In Deutschland gebe es eine große Gruppe von Menschen, die das nicht für so dringlich halte, sagt die Bundeskanzlerin. „Die ist noch nicht überzeugt, dass dies das Allerwichtigste ist. Und wie nehmen wir die mit?“ Die Bundeskanzlerin ist überzeugt: „Demokratien haben die Aufgabe, den einzelnen Menschen mitzunehmen und ihn für etwas zu begeistern.“
Sie definiert unumwunden die Demokratie nach Patriarchen- oder Diktatorenart. Fällt dies unseren Abgeordneten nicht auf? Wieviel Nähe besteht bereits zu Hitlers Propagandachef Goebbels, der 1942 über die Hitler-Diktatur schrieb: „Wir Deutschen leben in einer wahren Demokratie“?
Das Grundgesetz, auf dem die freiheitliche demokratische Grundordnung in Deutschland basiert, sieht das Gegenteil von Angela Merkels Worten und Taten vor: „Alle Staatsgewalt geht vom Volke aus“, lautet Artikel 20 GG. Er lautet nicht: „Alle Staatsgewalt geht von einem durch die Führerin wohlerzogenen und disziplinierten Volke aus, das von ihr mitgenommen wird.“
Wer Angela Merkel nicht widerspricht, hat die Diktatur bereits verinnerlicht. Die Mehrheit lässt sich derzeit ihre Grundrechte bereitwillig abnehmen. Und sie hat dafür eine Ausrede, die aus der feinsten Propagandaküche zu stammen scheint: der befohlene Hausarrest diene dem Schutz aller Menschen vor einer Ansteckungsgefahr durch ein vermeintlich tödliches Virus.
Der Verlust der Freiheit
Auch der Bundespräsident Fran-Walter Steinmeier steht an der Seite der Patriarchin, wie in seiner Fernsehansprache zu Ostern am 11.04.2020 jedem klar wurde. Steinmeier sagt:
“Es tut weh, auf den Besuch bei den Eltern zu verzichten. Großeltern zerreißt es das Herz, nicht wenigstens an Ostern die Enkel umarmen zu können. Und viel mehr noch ist anders in diesem Jahr. Kein buntes Gewimmel in Parks und Straßencafés. Für viele von Ihnen nicht die lang ersehnte Urlaubsreise. Für Gastwirte und Hoteliers kein sonniger Start in die Saison. Und für die Gläubigen kein gemeinsames Gebet. Und für uns alle die bohrende Ungewissheit: Wie wird es weitergehen?”

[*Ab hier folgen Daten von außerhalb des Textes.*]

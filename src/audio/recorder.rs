use anyhow::{Context, Result};
use base64::{engine::general_purpose::STANDARD, Engine as _};
use dashmap::DashMap;
use serenity::model::id::{GuildId, UserId};
use std::path::{Path, PathBuf};
use std::sync::Arc;
use tokio::io::AsyncWriteExt;
use tokio::sync::Mutex;
use tokio::task::JoinHandle;
use tokio_util::sync::CancellationToken;
use tracing::{debug, error, info};

use super::model::{SpeakingEvent, SpeakingKind};

/// Una sesión de grabación activa
struct RecordingSession {
    user_id: UserId,
    token: CancellationToken,
    task: JoinHandle<()>,
}

/// Writes received voice data to `voice-<userId>.ogg` files.
///
/// Each guild has at most one active session. Writes to the same file are
/// serialized by a per-user lock and always open the file in append mode.
pub struct Recorder {
    dir: PathBuf,
    locks: DashMap<UserId, Arc<Mutex<()>>>,
    sessions: DashMap<GuildId, RecordingSession>,
}

impl Recorder {
    pub fn new(dir: impl Into<PathBuf>) -> Self {
        Self {
            dir: dir.into(),
            locks: DashMap::new(),
            sessions: DashMap::new(),
        }
    }

    pub fn dir(&self) -> &Path {
        &self.dir
    }

    pub fn path_for(&self, user_id: UserId) -> PathBuf {
        self.dir.join(format!("voice-{}.ogg", user_id))
    }

    pub fn is_recording(&self, guild_id: GuildId) -> bool {
        self.sessions.contains_key(&guild_id)
    }

    /// Starts writing the `End` chunks of `events` into the file of `user_id`.
    ///
    /// An active session for the same guild is cancelled first.
    pub fn start(
        self: &Arc<Self>,
        guild_id: GuildId,
        user_id: UserId,
        events: flume::Receiver<SpeakingEvent>,
    ) {
        let token = CancellationToken::new();
        let recorder = Arc::clone(self);
        let task_token = token.clone();

        let task = tokio::spawn(async move {
            loop {
                tokio::select! {
                    _ = task_token.cancelled() => break,
                    event = events.recv_async() => match event {
                        Ok(event) if event.kind == SpeakingKind::End => {
                            if let Err(e) = recorder.append(user_id, &event.data).await {
                                error!("Error al guardar audio de {}: {:?}", user_id, e);
                            }
                        }
                        Ok(_) => {}
                        Err(_) => break,
                    }
                }
            }
            debug!("Sesión de grabación terminada en guild {}", guild_id);
        });

        let session = RecordingSession {
            user_id,
            token,
            task,
        };

        if let Some(previous) = self.sessions.insert(guild_id, session) {
            previous.token.cancel();
        }

        info!(
            "⏺️ Grabación iniciada en guild {} -> {}",
            guild_id,
            self.path_for(user_id).display()
        );
    }

    /// Cancels the guild's session and waits for its pending write.
    /// Returns `false` if nothing was recording.
    pub async fn stop(&self, guild_id: GuildId) -> bool {
        let session = self.sessions.remove(&guild_id).map(|(_, session)| session);
        match session {
            Some(session) => {
                session.token.cancel();
                if let Err(e) = session.task.await {
                    error!("Tarea de grabación falló en guild {}: {:?}", guild_id, e);
                }
                self.release_lock(session.user_id);
                info!(
                    "⏹️ Grabación detenida en guild {} (usuario {})",
                    guild_id, session.user_id
                );
                true
            }
            None => false,
        }
    }

    /// Drops the user's write lock once no session or pending write holds it.
    fn release_lock(&self, user_id: UserId) {
        if self.sessions.iter().any(|session| session.user_id == user_id) {
            return;
        }
        self.locks
            .remove_if(&user_id, |_, lock| Arc::strong_count(lock) == 1);
    }

    /// Decodes a base64 chunk and appends it to the user's file.
    pub async fn append(&self, user_id: UserId, chunk: &str) -> Result<usize> {
        let bytes = STANDARD
            .decode(chunk.trim())
            .context("Chunk de audio no es base64 válido")?;

        let lock = self
            .locks
            .entry(user_id)
            .or_insert_with(|| Arc::new(Mutex::new(())))
            .clone();
        let _guard = lock.lock().await;

        let path = self.path_for(user_id);
        let mut file = tokio::fs::OpenOptions::new()
            .create(true)
            .append(true)
            .open(&path)
            .await
            .with_context(|| format!("No se pudo abrir {}", path.display()))?;

        file.write_all(&bytes).await?;
        file.flush().await?;

        debug!("{} bytes agregados a {}", bytes.len(), path.display());
        Ok(bytes.len())
    }

    /// Waits for the guild's session to drain its stream.
    #[cfg(test)]
    async fn wait(&self, guild_id: GuildId) {
        if let Some((_, session)) = self.sessions.remove(&guild_id) {
            let _ = session.task.await;
        }
    }
}
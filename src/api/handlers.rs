use axum::{
    body::Bytes,
    extract::{Query, State},
    http::{header, HeaderMap, StatusCode},
    response::{IntoResponse, Response},
    Json,
};
use serde::Serialize;
use serde_json::{Map, Value};
use std::collections::HashMap;
use std::sync::Arc;
use tracing::debug;

use super::services::ServiceError;
use super::ApiState;
use crate::errors::AppError;

pub const MISSING_GUILD_QUERY: &str = "Query string 'guildId' is missing from url";
pub const MISSING_GUILD_BODY: &str =
    "Missing 'Content-Type' header or 'guildId' parameter in body";
pub const MISSING_JOIN_BODY: &str =
    "Missing 'Content-Type' header or 'guildId', 'channelId' parameters in body";
pub const MISSING_ADD_BODY: &str =
    "Missing 'Content-Type' header or 'guildId', 'track' parameters in body";

/// JSON object carried by a control request.
///
/// A missing or non-JSON `Content-Type`, or a body that is not a JSON object,
/// behaves like an empty body.
struct Fields(Map<String, Value>);

impl Fields {
    fn parse(headers: &HeaderMap, body: &Bytes) -> Self {
        let is_json = headers
            .get(header::CONTENT_TYPE)
            .and_then(|value| value.to_str().ok())
            .map(|value| value.to_ascii_lowercase().starts_with("application/json"))
            .unwrap_or(false);

        if !is_json {
            return Self(Map::new());
        }

        match serde_json::from_slice::<Value>(body) {
            Ok(Value::Object(map)) => Self(map),
            _ => Self(Map::new()),
        }
    }

    /// Non-empty strings and non-zero numbers count as present.
    fn get(&self, name: &str) -> Option<String> {
        match self.0.get(name)? {
            Value::String(value) if !value.is_empty() => Some(value.clone()),
            Value::Number(number) if number.as_f64() != Some(0.0) => Some(number.to_string()),
            _ => None,
        }
    }
}

fn bad_request(message: &'static str) -> Response {
    (StatusCode::BAD_REQUEST, message).into_response()
}

fn respond<T: Serialize>(result: Result<T, ServiceError>) -> Response {
    match result {
        Ok(value) => (StatusCode::OK, Json(value)).into_response(),
        Err(err) => AppError::from(err).into_response(),
    }
}

pub async fn get_queue(
    State(state): State<Arc<ApiState>>,
    Query(params): Query<HashMap<String, String>>,
) -> Response {
    let Some(guild_id) = params.get("guildId").filter(|id| !id.is_empty()) else {
        return bad_request(MISSING_GUILD_QUERY);
    };

    debug!("📋 API getQueue para guild {}", guild_id);
    respond(state.services.get_queue(guild_id.clone()).await)
}

pub async fn pause_queue(
    State(state): State<Arc<ApiState>>,
    headers: HeaderMap,
    body: Bytes,
) -> Response {
    let Some(guild_id) = Fields::parse(&headers, &body).get("guildId") else {
        return bad_request(MISSING_GUILD_BODY);
    };

    debug!("⏸️ API pauseQueue para guild {}", guild_id);
    respond(state.services.pause_queue(guild_id).await)
}

pub async fn resume_queue(
    State(state): State<Arc<ApiState>>,
    headers: HeaderMap,
    body: Bytes,
) -> Response {
    let Some(guild_id) = Fields::parse(&headers, &body).get("guildId") else {
        return bad_request(MISSING_GUILD_BODY);
    };

    debug!("▶️ API resumeQueue para guild {}", guild_id);
    respond(state.services.resume_queue(guild_id).await)
}

pub async fn clear_queue(
    State(state): State<Arc<ApiState>>,
    headers: HeaderMap,
    body: Bytes,
) -> Response {
    let Some(guild_id) = Fields::parse(&headers, &body).get("guildId") else {
        return bad_request(MISSING_GUILD_BODY);
    };

    debug!("🗑️ API clearQueue para guild {}", guild_id);
    respond(state.services.clear_queue(guild_id).await)
}

pub async fn join_channel(
    State(state): State<Arc<ApiState>>,
    headers: HeaderMap,
    body: Bytes,
) -> Response {
    let fields = Fields::parse(&headers, &body);
    let (Some(guild_id), Some(channel_id)) = (fields.get("guildId"), fields.get("channelId"))
    else {
        return bad_request(MISSING_JOIN_BODY);
    };

    debug!("🔊 API joinChannel {} en guild {}", channel_id, guild_id);
    respond(state.services.join_channel(guild_id, channel_id).await)
}

pub async fn skip_song(
    State(state): State<Arc<ApiState>>,
    headers: HeaderMap,
    body: Bytes,
) -> Response {
    let Some(guild_id) = Fields::parse(&headers, &body).get("guildId") else {
        return bad_request(MISSING_GUILD_BODY);
    };

    debug!("⏭️ API skipSong para guild {}", guild_id);
    respond(state.services.skip_song(guild_id).await)
}

pub async fn add_song(
    State(state): State<Arc<ApiState>>,
    headers: HeaderMap,
    body: Bytes,
) -> Response {
    let fields = Fields::parse(&headers, &body);
    let (Some(guild_id), Some(track)) = (fields.get("guildId"), fields.get("track")) else {
        return bad_request(MISSING_ADD_BODY);
    };

    debug!("➕ API addSong '{}' en guild {}", track, guild_id);
    respond(state.services.add_song(guild_id, track).await)
}

#[cfg(test)]
mod tests {
    use super::*;
    use crate::api::router;
    use crate::api::services::{
        AddedTracks, ClearedQueue, JoinedChannel, MockPlaybackService, PlaybackState,
        SkipOutcome,
    };
    use crate::audio::QueueSnapshot;
    use crate::errors::AudioError;
    use axum::body::Body;
    use axum::http::Request;
    use pretty_assertions::assert_eq;
    use serde_json::json;
    use serenity::model::id::GuildId;
    use tower::util::ServiceExt;

    fn post_json(uri: &str, body: Value) -> Request<Body> {
        Request::builder()
            .method("POST")
            .uri(uri)
            .header(header::CONTENT_TYPE, "application/json")
            .body(Body::from(body.to_string()))
            .unwrap()
    }

    async fn read_body(response: Response) -> Vec<u8> {
        axum::body::to_bytes(response.into_body(), usize::MAX)
            .await
            .unwrap()
            .to_vec()
    }

    #[tokio::test]
    async fn test_get_queue_requires_guild_query() {
        let mut services = MockPlaybackService::new();
        services.expect_get_queue().never();
        let app = router(Arc::new(services));

        let response = app
            .oneshot(Request::builder().uri("/v1/queue").body(Body::empty()).unwrap())
            .await
            .unwrap();

        assert_eq!(response.status(), StatusCode::BAD_REQUEST);
        assert_eq!(read_body(response).await, MISSING_GUILD_QUERY.as_bytes());
    }

    #[tokio::test]
    async fn test_missing_fields_never_reach_services() {
        let mut services = MockPlaybackService::new();
        services.expect_get_queue().never();
        services.expect_pause_queue().never();
        services.expect_resume_queue().never();
        services.expect_clear_queue().never();
        services.expect_join_channel().never();
        services.expect_skip_song().never();
        services.expect_add_song().never();
        let app = router(Arc::new(services));

        let cases = [
            ("GET", "/v1/queue", MISSING_GUILD_QUERY),
            ("POST", "/v1/pause", MISSING_GUILD_BODY),
            ("POST", "/v1/resume", MISSING_GUILD_BODY),
            ("POST", "/v1/clear", MISSING_GUILD_BODY),
            ("POST", "/v1/join", MISSING_JOIN_BODY),
            ("POST", "/v1/skip", MISSING_GUILD_BODY),
            ("POST", "/v1/add", MISSING_ADD_BODY),
        ];

        for (method, uri, message) in cases {
            let request = Request::builder()
                .method(method)
                .uri(uri)
                .header(header::CONTENT_TYPE, "application/json")
                .body(Body::from("{}"))
                .unwrap();
            let response = app.clone().oneshot(request).await.unwrap();

            assert_eq!(response.status(), StatusCode::BAD_REQUEST, "{uri}");
            assert_eq!(read_body(response).await, message.as_bytes(), "{uri}");
        }
    }

    #[tokio::test]
    async fn test_get_queue_returns_snapshot() {
        let mut services = MockPlaybackService::new();
        services
            .expect_get_queue()
            .times(1)
            .withf(|guild_id| guild_id == "42")
            .returning(|guild_id| {
                Ok(QueueSnapshot {
                    guild_id,
                    current: Some("enc".to_string()),
                    queue: vec!["next".to_string()],
                    paused: false,
                    volume: Some(80),
                })
            });
        let app = router(Arc::new(services));

        let response = app
            .oneshot(
                Request::builder()
                    .uri("/v1/queue?guildId=42")
                    .body(Body::empty())
                    .unwrap(),
            )
            .await
            .unwrap();

        assert_eq!(response.status(), StatusCode::OK);
        let json: Value = serde_json::from_slice(&read_body(response).await).unwrap();
        assert_eq!(json["guildId"], "42");
        assert_eq!(json["queue"], json!(["next"]));
    }

    #[tokio::test]
    async fn test_pause_without_content_type() {
        let mut services = MockPlaybackService::new();
        services.expect_pause_queue().never();
        let app = router(Arc::new(services));

        let request = Request::builder()
            .method("POST")
            .uri("/v1/pause")
            .body(Body::from(r#"{"guildId":"1"}"#))
            .unwrap();
        let response = app.oneshot(request).await.unwrap();

        assert_eq!(response.status(), StatusCode::BAD_REQUEST);
        assert_eq!(read_body(response).await, MISSING_GUILD_BODY.as_bytes());
    }

    #[tokio::test]
    async fn test_pause_and_resume_forward_guild() {
        let mut services = MockPlaybackService::new();
        services
            .expect_pause_queue()
            .times(1)
            .withf(|guild_id| guild_id == "7")
            .returning(|guild_id| Ok(PlaybackState { guild_id, paused: true }));
        services
            .expect_resume_queue()
            .times(1)
            .returning(|guild_id| Ok(PlaybackState { guild_id, paused: false }));
        let app = router(Arc::new(services));

        let paused = app
            .clone()
            .oneshot(post_json("/v1/pause", json!({"guildId": 7})))
            .await
            .unwrap();
        assert_eq!(paused.status(), StatusCode::OK);

        let resumed = app
            .oneshot(post_json("/v1/resume", json!({"guildId": "7"})))
            .await
            .unwrap();
        let json: Value = serde_json::from_slice(&read_body(resumed).await).unwrap();
        assert_eq!(json, json!({"guildId": "7", "paused": false}));
    }

    #[tokio::test]
    async fn test_clear_and_skip() {
        let mut services = MockPlaybackService::new();
        services
            .expect_clear_queue()
            .times(1)
            .returning(|guild_id| Ok(ClearedQueue { guild_id, cleared: 3 }));
        services
            .expect_skip_song()
            .times(1)
            .returning(|guild_id| Ok(SkipOutcome { guild_id, skipped: true }));
        let app = router(Arc::new(services));

        let cleared = app
            .clone()
            .oneshot(post_json("/v1/clear", json!({"guildId": "1"})))
            .await
            .unwrap();
        let json: Value = serde_json::from_slice(&read_body(cleared).await).unwrap();
        assert_eq!(json["cleared"], 3);

        let skipped = app
            .oneshot(post_json("/v1/skip", json!({"guildId": "1"})))
            .await
            .unwrap();
        assert_eq!(skipped.status(), StatusCode::OK);
    }

    #[tokio::test]
    async fn test_join_requires_both_fields() {
        let mut services = MockPlaybackService::new();
        services.expect_join_channel().never();
        let app = router(Arc::new(services));

        for body in [
            json!({"guildId": "1"}),
            json!({"channelId": "2"}),
            json!({"guildId": "", "channelId": "2"}),
            json!({"guildId": null, "channelId": "2"}),
        ] {
            let response = app
                .clone()
                .oneshot(post_json("/v1/join", body))
                .await
                .unwrap();
            assert_eq!(response.status(), StatusCode::BAD_REQUEST);
            assert_eq!(read_body(response).await, MISSING_JOIN_BODY.as_bytes());
        }
    }

    #[tokio::test]
    async fn test_join_forwards_ids() {
        let mut services = MockPlaybackService::new();
        services
            .expect_join_channel()
            .times(1)
            .withf(|guild_id, channel_id| guild_id == "1" && channel_id == "2")
            .returning(|guild_id, channel_id| {
                Ok(JoinedChannel {
                    guild_id,
                    channel_id,
                })
            });
        let app = router(Arc::new(services));

        let response = app
            .oneshot(post_json("/v1/join", json!({"guildId": "1", "channelId": "2"})))
            .await
            .unwrap();
        assert_eq!(response.status(), StatusCode::OK);
    }

    #[tokio::test]
    async fn test_add_requires_track() {
        let mut services = MockPlaybackService::new();
        services.expect_add_song().never();
        let app = router(Arc::new(services));

        let response = app
            .oneshot(post_json("/v1/add", json!({"guildId": "1"})))
            .await
            .unwrap();
        assert_eq!(response.status(), StatusCode::BAD_REQUEST);
        assert_eq!(read_body(response).await, MISSING_ADD_BODY.as_bytes());
    }

    #[tokio::test]
    async fn test_add_returns_tracks() {
        let mut services = MockPlaybackService::new();
        services
            .expect_add_song()
            .times(1)
            .withf(|guild_id, track| guild_id == "1" && track == "lofi beats")
            .returning(|guild_id, _| {
                Ok(AddedTracks {
                    guild_id,
                    tracks: Vec::new(),
                })
            });
        let app = router(Arc::new(services));

        let response = app
            .oneshot(post_json(
                "/v1/add",
                json!({"guildId": "1", "track": "lofi beats"}),
            ))
            .await
            .unwrap();
        let json: Value = serde_json::from_slice(&read_body(response).await).unwrap();
        assert_eq!(json, json!({"guildId": "1", "tracks": []}));
    }

    #[tokio::test]
    async fn test_service_errors_map_to_status() {
        let mut services = MockPlaybackService::new();
        services.expect_skip_song().returning(|_| {
            Err(ServiceError::Audio(AudioError::PlayerNotFound(GuildId::new(1))))
        });
        services.expect_clear_queue().returning(|_| {
            Err(ServiceError::InvalidId {
                field: "guildId",
                value: "abc".to_string(),
            })
        });
        services
            .expect_pause_queue()
            .returning(|_| Err(ServiceError::Audio(AudioError::NodeUnavailable)));
        let app = router(Arc::new(services));

        let skip = app
            .clone()
            .oneshot(post_json("/v1/skip", json!({"guildId": "1"})))
            .await
            .unwrap();
        assert_eq!(skip.status(), StatusCode::NOT_FOUND);

        let clear = app
            .clone()
            .oneshot(post_json("/v1/clear", json!({"guildId": "abc"})))
            .await
            .unwrap();
        assert_eq!(clear.status(), StatusCode::BAD_REQUEST);

        let pause = app
            .oneshot(post_json("/v1/pause", json!({"guildId": "1"})))
            .await
            .unwrap();
        assert_eq!(pause.status(), StatusCode::INTERNAL_SERVER_ERROR);
        let json: Value = serde_json::from_slice(&read_body(pause).await).unwrap();
        assert_eq!(json["error"], "Internal server error");
    }
}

Ein Zurück zu alten Gewohnheiten werde es nicht geben. Die Welt danach werde eine andere sein, sagte Steinmeier. Die Pandemie sei “eine Prüfung unserer Menschlichkeit. Sie ruft das Schlechteste und das Beste in den Menschen hervor. Zeigen wir einander doch das Beste in uns!”
Die Menschen gaben den Diktatoren freiwillig oder unter Zwang zu allen Zeiten ihr Bestes: Ihre Freiheit.